Data excerpts:
------------

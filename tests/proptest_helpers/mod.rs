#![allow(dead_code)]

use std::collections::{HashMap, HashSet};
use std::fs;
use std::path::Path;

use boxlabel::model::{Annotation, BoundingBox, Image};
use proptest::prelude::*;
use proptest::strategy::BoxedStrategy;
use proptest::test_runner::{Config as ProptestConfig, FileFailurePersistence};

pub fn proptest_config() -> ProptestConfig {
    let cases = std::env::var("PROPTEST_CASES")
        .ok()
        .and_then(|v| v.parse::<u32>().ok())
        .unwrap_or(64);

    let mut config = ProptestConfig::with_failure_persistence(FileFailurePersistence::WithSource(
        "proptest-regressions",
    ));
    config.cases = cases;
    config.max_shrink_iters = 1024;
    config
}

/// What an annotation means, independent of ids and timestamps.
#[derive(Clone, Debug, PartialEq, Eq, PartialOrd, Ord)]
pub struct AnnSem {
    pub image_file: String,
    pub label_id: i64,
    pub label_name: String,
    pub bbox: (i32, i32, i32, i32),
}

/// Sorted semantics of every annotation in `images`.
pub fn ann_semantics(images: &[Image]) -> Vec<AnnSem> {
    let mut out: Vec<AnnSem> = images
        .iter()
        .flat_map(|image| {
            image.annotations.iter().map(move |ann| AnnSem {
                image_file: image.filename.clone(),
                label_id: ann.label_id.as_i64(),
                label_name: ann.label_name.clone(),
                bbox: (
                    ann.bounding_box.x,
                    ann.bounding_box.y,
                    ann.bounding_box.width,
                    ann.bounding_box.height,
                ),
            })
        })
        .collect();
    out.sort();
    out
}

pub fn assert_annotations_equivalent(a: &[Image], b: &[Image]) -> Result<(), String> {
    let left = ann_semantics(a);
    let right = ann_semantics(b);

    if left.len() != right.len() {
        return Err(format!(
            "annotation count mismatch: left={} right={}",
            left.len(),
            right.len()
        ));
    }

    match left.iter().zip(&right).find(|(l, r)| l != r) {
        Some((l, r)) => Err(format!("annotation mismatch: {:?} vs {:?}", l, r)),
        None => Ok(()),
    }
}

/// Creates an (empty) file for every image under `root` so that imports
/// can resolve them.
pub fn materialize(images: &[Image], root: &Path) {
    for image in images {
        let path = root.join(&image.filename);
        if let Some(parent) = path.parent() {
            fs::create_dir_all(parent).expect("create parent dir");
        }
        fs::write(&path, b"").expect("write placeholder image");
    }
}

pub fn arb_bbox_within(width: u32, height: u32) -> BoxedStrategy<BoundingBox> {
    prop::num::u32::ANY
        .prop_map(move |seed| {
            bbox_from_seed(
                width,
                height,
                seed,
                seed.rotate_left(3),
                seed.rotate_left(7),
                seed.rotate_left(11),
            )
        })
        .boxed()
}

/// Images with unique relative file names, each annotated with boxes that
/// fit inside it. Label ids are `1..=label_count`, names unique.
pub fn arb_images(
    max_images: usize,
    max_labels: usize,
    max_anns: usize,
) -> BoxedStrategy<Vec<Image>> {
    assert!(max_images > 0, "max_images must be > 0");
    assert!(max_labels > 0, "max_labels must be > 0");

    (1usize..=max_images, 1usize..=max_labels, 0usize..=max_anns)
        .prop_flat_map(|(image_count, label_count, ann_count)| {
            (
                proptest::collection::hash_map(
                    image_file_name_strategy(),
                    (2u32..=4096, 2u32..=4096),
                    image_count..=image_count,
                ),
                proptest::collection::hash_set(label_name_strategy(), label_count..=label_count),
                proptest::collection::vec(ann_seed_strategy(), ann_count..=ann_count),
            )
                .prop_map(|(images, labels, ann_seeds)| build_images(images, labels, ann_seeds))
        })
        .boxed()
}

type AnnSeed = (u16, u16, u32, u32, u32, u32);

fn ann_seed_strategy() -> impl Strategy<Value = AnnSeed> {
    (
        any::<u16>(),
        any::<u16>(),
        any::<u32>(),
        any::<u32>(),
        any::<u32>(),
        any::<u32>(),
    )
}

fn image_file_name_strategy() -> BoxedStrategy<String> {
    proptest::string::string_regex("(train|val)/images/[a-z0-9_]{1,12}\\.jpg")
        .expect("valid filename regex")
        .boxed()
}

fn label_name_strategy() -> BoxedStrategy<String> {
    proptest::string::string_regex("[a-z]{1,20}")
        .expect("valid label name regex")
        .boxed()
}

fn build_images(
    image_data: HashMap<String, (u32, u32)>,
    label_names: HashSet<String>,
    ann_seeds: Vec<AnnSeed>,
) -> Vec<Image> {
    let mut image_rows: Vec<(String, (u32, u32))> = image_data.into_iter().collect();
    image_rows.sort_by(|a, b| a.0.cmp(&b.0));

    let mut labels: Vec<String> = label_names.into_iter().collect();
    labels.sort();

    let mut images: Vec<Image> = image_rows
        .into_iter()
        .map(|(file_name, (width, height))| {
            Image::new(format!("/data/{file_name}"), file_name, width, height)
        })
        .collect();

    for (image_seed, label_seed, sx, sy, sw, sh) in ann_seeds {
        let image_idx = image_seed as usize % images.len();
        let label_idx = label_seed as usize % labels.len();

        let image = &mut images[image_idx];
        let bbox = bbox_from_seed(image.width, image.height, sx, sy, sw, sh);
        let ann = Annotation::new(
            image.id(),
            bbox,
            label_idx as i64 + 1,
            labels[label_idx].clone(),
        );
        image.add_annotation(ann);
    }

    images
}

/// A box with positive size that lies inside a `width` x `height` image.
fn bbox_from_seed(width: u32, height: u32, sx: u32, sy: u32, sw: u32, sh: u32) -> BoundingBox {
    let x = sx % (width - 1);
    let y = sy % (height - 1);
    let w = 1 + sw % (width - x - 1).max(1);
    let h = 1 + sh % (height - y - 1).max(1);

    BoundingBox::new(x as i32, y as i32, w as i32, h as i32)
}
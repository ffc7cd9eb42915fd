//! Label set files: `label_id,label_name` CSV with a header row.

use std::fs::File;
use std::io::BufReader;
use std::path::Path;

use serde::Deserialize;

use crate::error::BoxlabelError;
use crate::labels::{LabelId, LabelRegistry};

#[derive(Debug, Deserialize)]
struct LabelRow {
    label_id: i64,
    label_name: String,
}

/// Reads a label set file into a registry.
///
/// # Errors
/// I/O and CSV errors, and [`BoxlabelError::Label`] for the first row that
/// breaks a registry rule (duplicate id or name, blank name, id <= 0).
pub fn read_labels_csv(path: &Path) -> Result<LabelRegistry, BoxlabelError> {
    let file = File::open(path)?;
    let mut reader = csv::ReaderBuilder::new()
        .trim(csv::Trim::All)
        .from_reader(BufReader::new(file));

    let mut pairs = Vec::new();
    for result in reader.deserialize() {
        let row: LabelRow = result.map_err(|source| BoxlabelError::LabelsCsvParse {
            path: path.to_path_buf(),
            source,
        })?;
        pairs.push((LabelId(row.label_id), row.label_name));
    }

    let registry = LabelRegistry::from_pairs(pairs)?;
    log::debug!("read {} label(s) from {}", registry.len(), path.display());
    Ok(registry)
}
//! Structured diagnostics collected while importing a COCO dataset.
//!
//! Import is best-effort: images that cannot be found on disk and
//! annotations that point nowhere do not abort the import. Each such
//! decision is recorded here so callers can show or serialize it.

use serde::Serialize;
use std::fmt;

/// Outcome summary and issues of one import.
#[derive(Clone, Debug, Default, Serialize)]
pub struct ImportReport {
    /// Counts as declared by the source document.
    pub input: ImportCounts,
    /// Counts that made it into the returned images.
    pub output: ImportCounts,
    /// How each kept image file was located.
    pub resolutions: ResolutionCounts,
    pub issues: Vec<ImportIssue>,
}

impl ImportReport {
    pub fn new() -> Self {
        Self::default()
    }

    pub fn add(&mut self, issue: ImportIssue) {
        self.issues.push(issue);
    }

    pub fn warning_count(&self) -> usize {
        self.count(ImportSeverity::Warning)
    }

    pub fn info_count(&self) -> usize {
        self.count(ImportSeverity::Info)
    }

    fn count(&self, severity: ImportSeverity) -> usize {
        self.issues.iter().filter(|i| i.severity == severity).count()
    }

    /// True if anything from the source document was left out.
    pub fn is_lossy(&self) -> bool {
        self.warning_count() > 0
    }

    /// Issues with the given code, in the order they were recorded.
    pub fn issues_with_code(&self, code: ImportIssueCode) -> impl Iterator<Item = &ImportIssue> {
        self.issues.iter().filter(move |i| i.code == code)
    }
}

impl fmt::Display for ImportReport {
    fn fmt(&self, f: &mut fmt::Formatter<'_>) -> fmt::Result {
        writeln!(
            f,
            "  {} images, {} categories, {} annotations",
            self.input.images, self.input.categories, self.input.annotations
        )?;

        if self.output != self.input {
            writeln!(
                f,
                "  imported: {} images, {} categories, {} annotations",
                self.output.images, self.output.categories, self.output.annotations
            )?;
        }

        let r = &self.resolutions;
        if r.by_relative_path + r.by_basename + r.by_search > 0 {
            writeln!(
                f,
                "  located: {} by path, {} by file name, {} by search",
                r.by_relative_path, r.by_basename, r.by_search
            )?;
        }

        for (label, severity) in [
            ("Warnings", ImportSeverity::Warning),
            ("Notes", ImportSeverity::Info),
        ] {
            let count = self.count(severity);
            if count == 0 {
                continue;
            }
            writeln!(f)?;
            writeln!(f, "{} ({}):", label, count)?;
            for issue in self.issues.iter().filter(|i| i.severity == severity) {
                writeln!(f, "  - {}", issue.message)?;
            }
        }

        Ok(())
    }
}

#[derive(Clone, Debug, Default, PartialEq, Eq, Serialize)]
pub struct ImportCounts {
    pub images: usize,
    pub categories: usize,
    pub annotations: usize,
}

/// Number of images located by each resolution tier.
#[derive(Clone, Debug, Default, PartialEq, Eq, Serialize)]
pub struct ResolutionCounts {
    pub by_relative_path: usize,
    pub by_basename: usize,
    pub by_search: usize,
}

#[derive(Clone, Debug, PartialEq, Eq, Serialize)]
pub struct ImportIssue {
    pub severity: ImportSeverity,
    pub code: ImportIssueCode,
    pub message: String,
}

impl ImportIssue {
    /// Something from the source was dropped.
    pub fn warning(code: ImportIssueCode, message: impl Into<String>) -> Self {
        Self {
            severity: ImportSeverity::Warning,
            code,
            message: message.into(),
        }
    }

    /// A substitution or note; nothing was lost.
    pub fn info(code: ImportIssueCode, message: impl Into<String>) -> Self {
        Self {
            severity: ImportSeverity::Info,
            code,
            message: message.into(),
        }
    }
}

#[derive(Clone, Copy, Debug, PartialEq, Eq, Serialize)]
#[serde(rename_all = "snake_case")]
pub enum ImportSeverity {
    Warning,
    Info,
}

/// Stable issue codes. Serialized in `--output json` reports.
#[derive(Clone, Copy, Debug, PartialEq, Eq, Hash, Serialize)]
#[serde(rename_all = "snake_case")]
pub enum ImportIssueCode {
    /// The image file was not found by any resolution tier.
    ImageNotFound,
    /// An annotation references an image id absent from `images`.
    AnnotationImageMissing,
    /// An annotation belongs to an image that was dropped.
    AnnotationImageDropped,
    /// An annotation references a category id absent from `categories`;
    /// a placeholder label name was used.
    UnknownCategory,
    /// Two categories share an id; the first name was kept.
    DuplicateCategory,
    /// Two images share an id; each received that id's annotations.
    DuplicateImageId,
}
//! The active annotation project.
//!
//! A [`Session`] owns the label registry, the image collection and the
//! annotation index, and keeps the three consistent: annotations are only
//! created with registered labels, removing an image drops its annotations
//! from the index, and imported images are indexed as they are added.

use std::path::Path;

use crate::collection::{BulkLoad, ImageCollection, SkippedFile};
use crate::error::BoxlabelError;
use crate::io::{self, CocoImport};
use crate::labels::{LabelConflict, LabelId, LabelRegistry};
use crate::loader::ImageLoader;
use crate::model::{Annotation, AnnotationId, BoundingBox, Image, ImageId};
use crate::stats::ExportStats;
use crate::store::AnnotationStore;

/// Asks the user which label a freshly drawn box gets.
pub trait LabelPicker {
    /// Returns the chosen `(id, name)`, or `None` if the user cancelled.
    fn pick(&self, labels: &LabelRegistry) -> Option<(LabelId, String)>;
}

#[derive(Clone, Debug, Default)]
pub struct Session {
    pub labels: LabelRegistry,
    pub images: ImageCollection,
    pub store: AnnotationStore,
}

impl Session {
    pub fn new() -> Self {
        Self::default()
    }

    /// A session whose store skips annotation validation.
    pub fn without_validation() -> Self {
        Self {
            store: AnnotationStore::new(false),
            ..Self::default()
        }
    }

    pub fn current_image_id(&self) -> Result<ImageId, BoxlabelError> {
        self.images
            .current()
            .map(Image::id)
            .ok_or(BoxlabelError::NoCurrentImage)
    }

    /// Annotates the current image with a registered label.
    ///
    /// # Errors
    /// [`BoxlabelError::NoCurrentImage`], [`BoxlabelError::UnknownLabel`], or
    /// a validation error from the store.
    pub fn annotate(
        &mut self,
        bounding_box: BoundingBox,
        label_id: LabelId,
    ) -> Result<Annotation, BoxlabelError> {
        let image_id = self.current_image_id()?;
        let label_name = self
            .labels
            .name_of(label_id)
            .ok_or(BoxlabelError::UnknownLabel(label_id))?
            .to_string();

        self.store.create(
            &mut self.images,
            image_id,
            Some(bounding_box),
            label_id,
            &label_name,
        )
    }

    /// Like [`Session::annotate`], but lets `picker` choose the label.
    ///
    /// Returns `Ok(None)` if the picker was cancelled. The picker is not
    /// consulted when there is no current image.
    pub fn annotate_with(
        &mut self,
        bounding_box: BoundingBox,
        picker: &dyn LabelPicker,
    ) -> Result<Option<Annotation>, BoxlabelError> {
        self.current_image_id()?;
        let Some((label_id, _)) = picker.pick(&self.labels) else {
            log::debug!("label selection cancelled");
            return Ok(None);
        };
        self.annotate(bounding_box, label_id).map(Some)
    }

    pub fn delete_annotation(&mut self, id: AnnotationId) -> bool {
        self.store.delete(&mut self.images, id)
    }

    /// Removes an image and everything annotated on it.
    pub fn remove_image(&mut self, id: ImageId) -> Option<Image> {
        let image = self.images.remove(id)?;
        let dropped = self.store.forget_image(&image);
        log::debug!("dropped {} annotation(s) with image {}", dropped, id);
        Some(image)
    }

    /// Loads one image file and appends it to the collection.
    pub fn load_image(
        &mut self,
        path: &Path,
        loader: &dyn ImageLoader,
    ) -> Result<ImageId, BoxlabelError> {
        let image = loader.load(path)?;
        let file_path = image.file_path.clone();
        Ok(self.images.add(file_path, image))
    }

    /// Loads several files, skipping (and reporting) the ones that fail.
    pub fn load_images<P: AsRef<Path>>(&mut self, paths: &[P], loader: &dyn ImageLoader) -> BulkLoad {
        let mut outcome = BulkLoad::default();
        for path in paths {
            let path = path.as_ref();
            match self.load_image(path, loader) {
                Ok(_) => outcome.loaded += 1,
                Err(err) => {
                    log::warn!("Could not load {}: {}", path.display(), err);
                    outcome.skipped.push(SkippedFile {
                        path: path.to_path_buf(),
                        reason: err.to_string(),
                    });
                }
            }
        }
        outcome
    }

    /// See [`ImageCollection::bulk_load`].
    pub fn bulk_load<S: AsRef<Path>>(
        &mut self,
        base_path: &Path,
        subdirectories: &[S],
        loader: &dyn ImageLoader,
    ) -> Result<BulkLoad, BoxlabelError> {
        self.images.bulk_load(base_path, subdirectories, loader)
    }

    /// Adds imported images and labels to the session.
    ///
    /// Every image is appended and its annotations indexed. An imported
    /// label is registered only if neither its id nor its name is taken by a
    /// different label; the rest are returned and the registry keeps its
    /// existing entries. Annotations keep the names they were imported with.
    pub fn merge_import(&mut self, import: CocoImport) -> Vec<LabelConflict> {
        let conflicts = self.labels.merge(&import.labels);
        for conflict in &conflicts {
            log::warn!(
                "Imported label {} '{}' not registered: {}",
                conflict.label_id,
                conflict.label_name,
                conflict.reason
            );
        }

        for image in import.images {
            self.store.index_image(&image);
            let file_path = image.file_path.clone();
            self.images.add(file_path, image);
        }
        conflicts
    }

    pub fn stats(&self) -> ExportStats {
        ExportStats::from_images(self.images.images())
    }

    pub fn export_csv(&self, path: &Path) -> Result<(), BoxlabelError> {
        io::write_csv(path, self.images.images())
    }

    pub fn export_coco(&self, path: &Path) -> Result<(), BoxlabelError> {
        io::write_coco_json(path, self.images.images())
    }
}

------------

§ **ABOUT THIS TASK**: Could you filter the entries above for lines holding the string "conflicts" and copy them?

§ **WRITTEN REPLY**:
        let conflicts = self.labels.merge(&import.labels);
        for conflict in &conflicts {
        conflicts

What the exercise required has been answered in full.